◆ What the exercise asks ◆
Retype each entry below, keeping every character the same.

◆ Records for the exercise ◆
↓

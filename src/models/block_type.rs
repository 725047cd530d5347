use serde::{Deserialize, Serialize};

/// Kind of boundary recorded in the day log.
#[derive(Debug, Clone, Copy, PartialEq, Eq, Hash, Serialize, Deserialize)]
#[serde(rename_all = "camelCase")]
pub enum BlockType {
    Work,
    Break,
    Pause,
    SessionStart,
    SessionStop,
}

impl BlockType {
    /// Convert enum → stored string (same spelling as the JSON value)
    pub fn as_str(&self) -> &'static str {
        match self {
            BlockType::Work => "work",
            BlockType::Break => "break",
            BlockType::Pause => "pause",
            BlockType::SessionStart => "sessionStart",
            BlockType::SessionStop => "sessionStop",
        }
    }

    /// Parse user input: accepts the stored spelling, case-insensitive,
    /// plus the dashed CLI forms `session-start` / `session-stop`.
    pub fn from_input(s: &str) -> Option<Self> {
        match s.trim().to_lowercase().as_str() {
            "work" => Some(Self::Work),
            "break" => Some(Self::Break),
            "pause" => Some(Self::Pause),
            "sessionstart" | "session-start" | "start" => Some(Self::SessionStart),
            "sessionstop" | "session-stop" | "stop" => Some(Self::SessionStop),
            _ => None,
        }
    }
}

impl std::fmt::Display for BlockType {
    fn fmt(&self, f: &mut std::fmt::Formatter<'_>) -> std::fmt::Result {
        f.write_str(self.as_str())
    }
}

↑

◆ Written response ◆
filename src/models/block_type.rs
repository 725047cd530d5347
use serde::{Deserialize, Serialize};

/// Kind of boundary recorded in the day log.
#[derive(Debug, Clone, Copy, PartialEq, Eq, Hash, Serialize, Deserialize)]
#[serde(rename_all = "camelCase")]
pub enum BlockType {
    Work,
    Break,
    Pause,
    SessionStart,
    SessionStop,
}

impl BlockType {
    /// Convert enum → stored string (same spelling as the JSON value)
    pub fn as_str(&self) -> &'static str {
        match self {
            BlockType::Work => "work",
            BlockType::Break => "break",
            BlockType::Pause => "pause",
            BlockType::SessionStart => "sessionStart",
            BlockType::SessionStop => "sessionStop",
        }
    }

    /// Parse user input: accepts the stored spelling, case-insensitive,
    /// plus the dashed CLI forms `session-start` / `session-stop`.
    pub fn from_input(s: &str) -> Option<Self> {
        match s.trim().to_lowercase().as_str() {
            "work" => Some(Self::Work),
            "break" => Some(Self::Break),
            "pause" => Some(Self::Pause),
            "sessionstart" | "session-start" | "start" => Some(Self::SessionStart),
            "sessionstop" | "session-stop" | "stop" => Some(Self::SessionStop),
            _ => None,
        }
    }
}

impl std::fmt::Display for BlockType {
    fn fmt(&self, f: &mut std::fmt::Formatter<'_>) -> std::fmt::Result {
        f.write_str(self.as_str())
    }
}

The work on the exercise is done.